**Assigned task**
Some lines below may hold the string "blue". Count them and give only the total.

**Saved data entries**
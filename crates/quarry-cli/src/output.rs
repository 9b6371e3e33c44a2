//! Output formatting for the CLI.

use crate::error::Result;
use colored::*;
use quarry_domain::{
    truncate_display, Citation, Dataset, DatasetMetadata, DecisionLog, EvaluationResult,
};
use serde_json;
use tabled::{
    builder::Builder,
    settings::{object::Rows, Alignment, Modify, Style},
};

/// Width titles are clipped to in list tables.
const TITLE_COL_WIDTH: usize = 48;

/// Output format.
#[derive(Debug, Clone, Copy, PartialEq, Eq)]
pub enum OutputFormat {
    /// Human-readable tables
    Table,
    /// Pretty-printed JSON
    Json,
    /// IDs only
    Quiet,
}

/// Output formatter.
pub struct Formatter {
    format: OutputFormat,
    color_enabled: bool,
}

impl Formatter {
    /// Create a new formatter.
    pub fn new(format: OutputFormat, color_enabled: bool) -> Self {
        Self {
            format,
            color_enabled,
        }
    }

    /// Format a list of datasets.
    pub fn format_datasets(&self, datasets: &[Dataset]) -> Result<String> {
        match self.format {
            OutputFormat::Json => Ok(serde_json::to_string_pretty(datasets)?),
            OutputFormat::Table => self.format_datasets_table(datasets),
            OutputFormat::Quiet => Ok(datasets
                .iter()
                .map(|d| d.id.as_str())
                .collect::<Vec<_>>()
                .join("\n")),
        }
    }

    fn format_datasets_table(&self, datasets: &[Dataset]) -> Result<String> {
        if datasets.is_empty() {
            return Ok(self.colorize("No datasets found.", "yellow"));
        }

        let mut builder = Builder::default();
        builder.push_record(["ID", "Title", "Repository", "License", "Published"]);

        for dataset in datasets {
            builder.push_record([
                dataset.id.as_str(),
                &truncate_display(&dataset.title, TITLE_COL_WIDTH),
                dataset.repository.as_str(),
                dataset.metadata.license.as_deref().unwrap_or("-"),
                &dataset.metadata.publication_date,
            ]);
        }

        Ok(finish_table(builder))
    }

    /// Format a single dataset in detail.
    pub fn format_dataset(&self, dataset: &Dataset) -> Result<String> {
        match self.format {
            OutputFormat::Json => Ok(serde_json::to_string_pretty(dataset)?),
            OutputFormat::Quiet => Ok(dataset.id.clone()),
            OutputFormat::Table => {
                let mut builder = Builder::default();
                builder.push_record(["Field", "Value"]);
                builder.push_record(["ID", &dataset.id]);
                builder.push_record(["Title", &dataset.title]);
                builder.push_record(["Description", &dataset.description]);
                builder.push_record(["URL", &dataset.url]);
                builder.push_record(["Repository", dataset.repository.as_str()]);
                push_metadata_rows(&mut builder, &dataset.metadata);
                Ok(finish_table(builder))
            }
        }
    }

    /// Format a stand-alone metadata record.
    pub fn format_metadata(&self, metadata: &DatasetMetadata) -> Result<String> {
        match self.format {
            OutputFormat::Json => Ok(serde_json::to_string_pretty(metadata)?),
            OutputFormat::Quiet => Ok(metadata.doi.clone().unwrap_or_default()),
            OutputFormat::Table => {
                let mut builder = Builder::default();
                builder.push_record(["Field", "Value"]);
                push_metadata_rows(&mut builder, metadata);
                Ok(finish_table(builder))
            }
        }
    }

    /// Format an evaluation result.
    pub fn format_evaluation(&self, evaluation: &EvaluationResult) -> Result<String> {
        match self.format {
            OutputFormat::Json => Ok(serde_json::to_string_pretty(evaluation)?),
            OutputFormat::Quiet => Ok(evaluation.id.clone()),
            OutputFormat::Table => {
                let mut builder = Builder::default();
                builder.push_record(["Check", "Result"]);
                builder.push_record(["Metadata complete", check(evaluation.metadata_complete)]);
                builder.push_record(["License compatible", check(evaluation.license_compatible)]);
                builder.push_record(["Format compatible", check(evaluation.format_compatible)]);
                builder.push_record(["Timeliness", check(evaluation.timeliness)]);
                builder.push_record([
                    "Overall score",
                    &format!("{}%", (evaluation.overall_score * 100.0).round()),
                ]);
                let table = finish_table(builder);
                Ok(format!("{}\n{}", table, evaluation.notes))
            }
        }
    }

    /// Format a citation.
    pub fn format_citation(&self, citation: &Citation) -> Result<String> {
        match self.format {
            OutputFormat::Json => Ok(serde_json::to_string_pretty(citation)?),
            OutputFormat::Quiet => Ok(citation.id.clone()),
            OutputFormat::Table => Ok(format!(
                "{}\n{}",
                citation.text,
                self.colorize(
                    &format!("({} citation for {})", citation.format.as_str(), citation.dataset_id),
                    "cyan"
                )
            )),
        }
    }

    /// Format a decision log entry.
    pub fn format_decision(&self, decision: &DecisionLog) -> Result<String> {
        match self.format {
            OutputFormat::Json => Ok(serde_json::to_string_pretty(decision)?),
            OutputFormat::Quiet => Ok(decision.id.clone()),
            OutputFormat::Table => Ok(self.success(&format!(
                "Logged {} for {} ({}): {}",
                decision.action.as_str(),
                decision.dataset_id,
                decision.id,
                decision.reason
            ))),
        }
    }

    /// Format a success message.
    pub fn success(&self, message: &str) -> String {
        self.colorize(&format!("✓ {}", message), "green")
    }

    /// Format an error message.
    pub fn error(&self, message: &str) -> String {
        self.colorize(&format!("✗ {}", message), "red")
    }

    /// Format an info message.
    pub fn info(&self, message: &str) -> String {
        self.colorize(&format!("ℹ {}", message), "blue")
    }

    /// Format a warning message.
    pub fn warning(&self, message: &str) -> String {
        self.colorize(&format!("⚠ {}", message), "yellow")
    }

    /// Whether this formatter prints human-readable tables.
    pub fn is_table(&self) -> bool {
        self.format == OutputFormat::Table
    }

    /// Colorize text if color is enabled.
    fn colorize(&self, text: &str, color: &str) -> String {
        if !self.color_enabled {
            return text.to_string();
        }

        match color {
            "red" => text.red().to_string(),
            "green" => text.green().to_string(),
            "blue" => text.blue().to_string(),
            "yellow" => text.yellow().to_string(),
            "cyan" => text.cyan().to_string(),
            _ => text.to_string(),
        }
    }
}

fn check(passed: bool) -> &'static str {
    if passed {
        "pass"
    } else {
        "fail"
    }
}

fn push_metadata_rows(builder: &mut Builder, metadata: &DatasetMetadata) {
    if let Some(authors) = &metadata.authors {
        builder.push_record(["Authors", &authors.join(", ")]);
    }
    builder.push_record(["Published", &metadata.publication_date]);
    if let Some(license) = &metadata.license {
        builder.push_record(["License", license]);
    }
    if let Some(format) = &metadata.format {
        builder.push_record(["Formats", &format.join(", ")]);
    }
    if let Some(size) = &metadata.size {
        builder.push_record(["Size", size]);
    }
    if let Some(doi) = &metadata.doi {
        builder.push_record(["DOI", doi]);
    }
    if let Some(keywords) = &metadata.keywords {
        builder.push_record(["Keywords", &keywords.join(", ")]);
    }
    if let Some(version) = &metadata.version {
        builder.push_record(["Version", version]);
    }
}

fn finish_table(builder: Builder) -> String {
    let mut table = builder.build();
    table
        .with(Style::rounded())
        .with(Modify::new(Rows::first()).with(Alignment::center()));
    table.to_string()
}

#[cfg(test)]
mod tests {
    use super::*;
    use quarry_domain::{DatasetMetadata, Repository};

    fn create_test_dataset() -> Dataset {
        Dataset {
            id: "ds-001".to_string(),
            title: "Global Climate Observations".to_string(),
            description: "Daily temperature readings.".to_string(),
            url: "https://doi.org/10.5281/zenodo.12345".to_string(),
            repository: Repository::DataCite,
            metadata: DatasetMetadata {
                authors: Some(vec!["Chen, Wei".to_string()]),
                publication_date: "2024-03-15".to_string(),
                license: Some("CC-BY-4.0".to_string()),
                format: Some(vec!["CSV".to_string()]),
                size: None,
                doi: Some("10.5281/zenodo.12345".to_string()),
                keywords: Some(vec!["climate".to_string()]),
                version: None,
            },
        }
    }

    #[test]
    fn test_json_format() {
        let formatter = Formatter::new(OutputFormat::Json, false);
        let output = formatter.format_datasets(&[create_test_dataset()]).unwrap();
        assert!(output.contains("\"id\": \"ds-001\""));
        assert!(output.contains("publicationDate"));
    }

    #[test]
    fn test_table_format() {
        let formatter = Formatter::new(OutputFormat::Table, false);
        let output = formatter.format_datasets(&[create_test_dataset()]).unwrap();
        assert!(output.contains("Global Climate Observations"));
        assert!(output.contains("CC-BY-4.0"));
    }

    #[test]
    fn test_quiet_format() {
        let formatter = Formatter::new(OutputFormat::Quiet, false);
        let output = formatter.format_datasets(&[create_test_dataset()]).unwrap();
        assert_eq!(output, "ds-001");
    }

    #[test]
    fn test_empty_table() {
        let formatter = Formatter::new(OutputFormat::Table, false);
        let output = formatter.format_datasets(&[]).unwrap();
        assert_eq!(output, "No datasets found.");
    }

    #[test]
    fn test_detail_includes_metadata() {
        let formatter = Formatter::new(OutputFormat::Table, false);
        let output = formatter.format_dataset(&create_test_dataset()).unwrap();
        assert!(output.contains("Chen, Wei"));
        assert!(output.contains("10.5281/zenodo.12345"));
    }

    #[test]
    fn test_no_color_messages() {
        let formatter = Formatter::new(OutputFormat::Table, false);
        assert_eq!(formatter.success("done"), "✓ done");
        assert_eq!(formatter.error("bad"), "✗ bad");
    }
}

**Exercise solution**
2